**HOW TO COMPLETE THIS TASK**
Please write each record out again word for word.

**DATA IN THIS EXERCISE**
________
/// `kit.split %a %b? : type-list`, one type per bound result.
fn parse_split(
    parser: &mut strata_asm::CustomOpParser<'_, '_>,
    state: &mut strata_asm::OperationState,
) -> ParseResult<()> {
    let span = parser.current_span();
    let mut operands = vec![parser.parse_operand()?];
    if let Some(extra) = parser.parse_optional_operand()? {
        operands.push(extra);
    }
    parser.parse_colon()?;
    let types = parser.parse_type_list()?;
    let Some(&operand_ty) = types.first().filter(|_| types.len() == parser.num_results()) else {
        return Err(parser.emit_error(
            span,
            format!("expected {} result types", parser.num_results()),
        ));
    };
    state.operands = parser.resolve_operands(&operands, &vec![operand_ty; operands.len()], span)?;

    let names = (0..parser.num_results())
        .filter_map(|i| parser.result_name(i))
        .map(|(name, index)| Attribute::String(format!("{name}#{index}")))
        .collect();
    state.add_attribute("result_names", Attribute::List(names));
    state.result_types = types;
    Ok(())
}

/// `kit.lambda (%arg: type, ...) { ... }`
fn parse_lambda(
    parser: &mut strata_asm::CustomOpParser<'_, '_>,
    state: &mut strata_asm::OperationState,
) -> ParseResult<()> {
    let arguments = parser.parse_argument_list(Delimiter::Paren, true, false)?;
    state.regions.push(parser.parse_region(&arguments, false)?);
    Ok(())
}
//! Command-line interface for the strata IR tools.

use std::path::PathBuf;

use clap::{Args, Parser, Subcommand};

#[derive(Parser)]
#[command(name = "strata")]
#[command(about = "Parse and check textual IR", long_about = None)]
#[command(version)]
pub struct Cli {
    #[command(subcommand)]
    pub command: Command,

    /// Log parser progress
    #[arg(short, long, global = true)]
    pub verbose: bool,
}

#[derive(Subcommand)]
pub enum Command {
    /// Parse a file and print it in generic form
    Parse {
        #[command(flatten)]
        input: InputArgs,
    },
    /// Parse and verify a file without printing it
    Check {
        #[command(flatten)]
        input: InputArgs,
    },
}

#[derive(Args)]
pub struct InputArgs {
    /// Source file, or `-` for standard input
    pub file: PathBuf,

    /// Accept operations from dialects that are not registered
    #[arg(long)]
    pub allow_unknown_dialects: bool,

    /// Skip structural verification after parsing
    #[arg(long)]
    pub no_verify: bool,

    /// Parser options as JSON. Flags on the command line take precedence.
    #[arg(long, value_name = "FILE")]
    pub config: Option<PathBuf>,
}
________
**EXERCISE RESPONSE**
/// `kit.split %a %b? : type-list`, one type per bound result.
fn parse_split(
    parser: &mut strata_asm::CustomOpParser<'_, '_>,
    state: &mut strata_asm::OperationState,
) -> ParseResult<()> {
    let span = parser.current_span();
    let mut operands = vec![parser.parse_operand()?];
    if let Some(extra) = parser.parse_optional_operand()? {
        operands.push(extra);
    }
    parser.parse_colon()?;
    let types = parser.parse_type_list()?;
    let Some(&operand_ty) = types.first().filter(|_| types.len() == parser.num_results()) else {
        return Err(parser.emit_error(
            span,
            format!("expected {} result types", parser.num_results()),
        ));
    };
    state.operands = parser.resolve_operands(&operands, &vec![operand_ty; operands.len()], span)?;

    let names = (0..parser.num_results())
        .filter_map(|i| parser.result_name(i))
        .map(|(name, index)| Attribute::String(format!("{name}#{index}")))
        .collect();
    state.add_attribute("result_names", Attribute::List(names));
    state.result_types = types;
    Ok(())
}

/// `kit.lambda (%arg: type, ...) { ... }`
fn parse_lambda(
    parser: &mut strata_asm::CustomOpParser<'_, '_>,
    state: &mut strata_asm::OperationState,
) -> ParseResult<()> {
    let arguments = parser.parse_argument_list(Delimiter::Paren, true, false)?;
    state.regions.push(parser.parse_region(&arguments, false)?);
    Ok(())
}
//! Command-line interface for the strata IR tools.

use std::path::PathBuf;

use clap::{Args, Parser, Subcommand};

#[derive(Parser)]
#[command(name = "strata")]
#[command(about = "Parse and check textual IR", long_about = None)]
#[command(version)]
pub struct Cli {
    #[command(subcommand)]
    pub command: Command,

    /// Log parser progress
    #[arg(short, long, global = true)]
    pub verbose: bool,
}

#[derive(Subcommand)]
pub enum Command {
    /// Parse a file and print it in generic form
    Parse {
        #[command(flatten)]
        input: InputArgs,
    },
    /// Parse and verify a file without printing it
    Check {
        #[command(flatten)]
        input: InputArgs,
    },
}

#[derive(Args)]
pub struct InputArgs {
    /// Source file, or `-` for standard input
    pub file: PathBuf,

    /// Accept operations from dialects that are not registered
    #[arg(long)]
    pub allow_unknown_dialects: bool,

    /// Skip structural verification after parsing
    #[arg(long)]
    pub no_verify: bool,

    /// Parser options as JSON. Flags on the command line take precedence.
    #[arg(long, value_name = "FILE")]
    pub config: Option<PathBuf>,
}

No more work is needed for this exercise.